Sunday, October 3, 2010

Just Jennifer

Salvation City by Sigrid Nunez (Riverhead Books, October 5, 2010)

Thirteen-year-old Cole knows his mother is planning on leaving his father.  An only child, Cole and his parents have just moved from Chicago to a small town in Indiana just as a flu epidemic hits the mid-west.  The epidemic becomes a pandemic; Cole’s father dies first, then Cole’s mother.  Cole is near death twice, but survives, only to find himself an orphan, and thinking his mother’s twin sister is also dead, alone in the world.  After being in an orphanage, Cole is taken in by an evangelical pastor, Pastor Wyatt (PW) and his wife Tracy, who live in an enclave known as Salvation City where PW and his followers are awaiting the Rapture.   Cole’s parents stressed education and were not religious, and now Cole finds himself learning from the Bible and being home-schooled by Tracy whom he knows is not well-educated herself.  Cole uses his new religious knowledge to grapple with the deaths’ of his parents and his survival.  He never questions his new family and is almost humbled by the new life he has been given.  But, he is still a thirteen-year-old boy and finds himself with a very big crush on Tracy’s sixteen-year-old niece who is considered special by the community, especially the older and inappropriate Mason.  Once settled in comfortably in his new situation, Cole is confronted with news that will force him to make a decision about his future, one he is not ready to make at this time.  Tracy and Mason vanish, apparently taken by the Rapture, Cole is bright enough to realize what has happened, and knows that he will be able to make his own decisions about his future.

Deceptively simple, Nunez’s elegant prose presents a problem that is not hard to imagine in today’s world.  She quietly reveals Cole’s story, and gently and believably presents his dilemmas, learning to live with his new family now that he is orphaned, living in a different environment than he has been used to being brought up in, one stressing religion rather than education.  Cole, on the surface, is very adaptable, and willing to give things a good try, until Tracy and Mason vanish, apparently taken by the Rapture. Cole is bright enough to realize what has happened, and knows that he will be able to make his own decisions about his future. 

Friday, October 1, 2010

Just Jennifer

 Exley by Brock Clarke (Algonquin Books, October 5, 2010)

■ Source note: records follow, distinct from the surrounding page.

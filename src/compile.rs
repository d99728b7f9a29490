// compile.rs - Single-pass compiler: dispatcher, control flow, definitions
//
// One streaming pass over the source: each token is classified and
// either emits bytecode, opens or closes a control structure, or
// creates a dictionary entry. Branch placeholders are backpatched in
// place; patch sites are byte indices, never pointers.

use crate::composites::lookup_composite;
use crate::dict::{clamp_name, find_word, WordEntry, WordKind, DATA_CELL_SIZE, DATA_SPACE_BASE,
                  MAX_DICT_ENTRIES};
use crate::emitter::CodeBuffer;
use crate::errors::{CompileError, ErrorKind};
use crate::lexer::{parse_int, IntParse, Token, Tokenizer};
use crate::opcodes::{lookup_primitive, Op};

/// Maximum nesting of open IF/BEGIN/DO structures.
pub const MAX_CONTROL_DEPTH: usize = 32;

/// Maximum LEAVE sites per DO loop.
pub const MAX_LEAVE_SITES: usize = 8;

// ============================================================================
// OUTPUT HANDLE
// ============================================================================

/// The result of a successful compilation. Owns the main byte stream
/// and every word entry; dropping it releases everything.
#[derive(Debug, Clone, PartialEq, Eq)]
pub struct CompiledProgram {
    pub main: Vec<u8>,
    pub words: Vec<WordEntry>,
}

impl CompiledProgram {
    pub fn word_count(&self) -> usize {
        self.words.len()
    }
}

/// Knobs that rarely move. `data_space_base` is where VARIABLE storage
/// starts in VM data space.
#[derive(Debug, Clone)]
pub struct CompileOptions {
    pub data_space_base: u32,
}

impl Default for CompileOptions {
    fn default() -> Self {
        CompileOptions {
            data_space_base: DATA_SPACE_BASE,
        }
    }
}

// ============================================================================
// COMPILATION CONTEXT
// ============================================================================

/// Optional cross-call state for incremental compilation. Holds the
/// names and call indices of words compiled earlier; the compiler only
/// reads it, the caller registers new words after each call.
#[derive(Debug, Default, Clone)]
pub struct Context {
    words: Vec<(String, u16)>,
}

impl Context {
    pub fn new() -> Self {
        Context { words: Vec::new() }
    }

    pub fn reset(&mut self) {
        self.words.clear();
    }

    /// Register a word, or update its index if the name (compared
    /// case-insensitively) is already present.
    pub fn register_word(&mut self, name: &str, index: u16) {
        for entry in &mut self.words {
            if entry.0.eq_ignore_ascii_case(name) {
                entry.1 = index;
                return;
            }
        }
        self.words.push((name.to_string(), index));
    }

    pub fn find_word(&self, name: &str) -> Option<u16> {
        self.words
            .iter()
            .find(|(n, _)| n.eq_ignore_ascii_case(name))
            .map(|&(_, idx)| idx)
    }

    pub fn word_count(&self) -> usize {
        self.words.len()
    }

    pub fn word_name(&self, index: usize) -> Option<&str> {
        self.words.get(index).map(|(n, _)| n.as_str())
    }
}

Nine-year-old Miller Le Ray lives in Watertown, NY, where Frederick Exley’s cult novel A Fan’s Note (a fictional memoir) is set.  Miller witnessed an argument his parents had, ending with his father driving off shouting back “Maybe I should go to Iraq too.”  Miller hasn’t heard from his father since and becomes convinced that Tom has returned from Iraq and is lying in the local VA hospital in a coma.  Miller is also certain that if he is able to bring the author of Tom’s favorite book, Exley, to the VA that Tom will wake up from his coma and be well again.  Carrie, Miller’s mother, an attorney, thinks Miller, a precocious, inventive and imaginative child, has created a world where his father has returned and has turned Miller’s mental health over to a doctor whose mental health is also questionable.  The narrative is told from Miller’s point of view and from the doctor’s notes from his sessions with Miller and his observations.  There is no question that Miller is a smart, intelligent child, but also a deeply disturbed one and it soon becomes clear that Miller’s version of the truth and reality may not necessarily be so.  The story is touching as it unfolds, but Miller’s voice and his actions are a bit too grown up for a nine-year-old child and the doctor’s voice too pedantic and downright odd, and it’s curious how Carrie doesn’t pick up on doctor’s shortcomings.  As Miller’s story unfolds and the truth comes into focus, it becomes clearer where Miller’s reality lies and where Carrie’s lies as well.  Part social commentary, literary criticism and part memoir, the carefully constructive narrative will require close reading, but the payoff will be rewarding as Clarke’s satire and humor slowly emerge.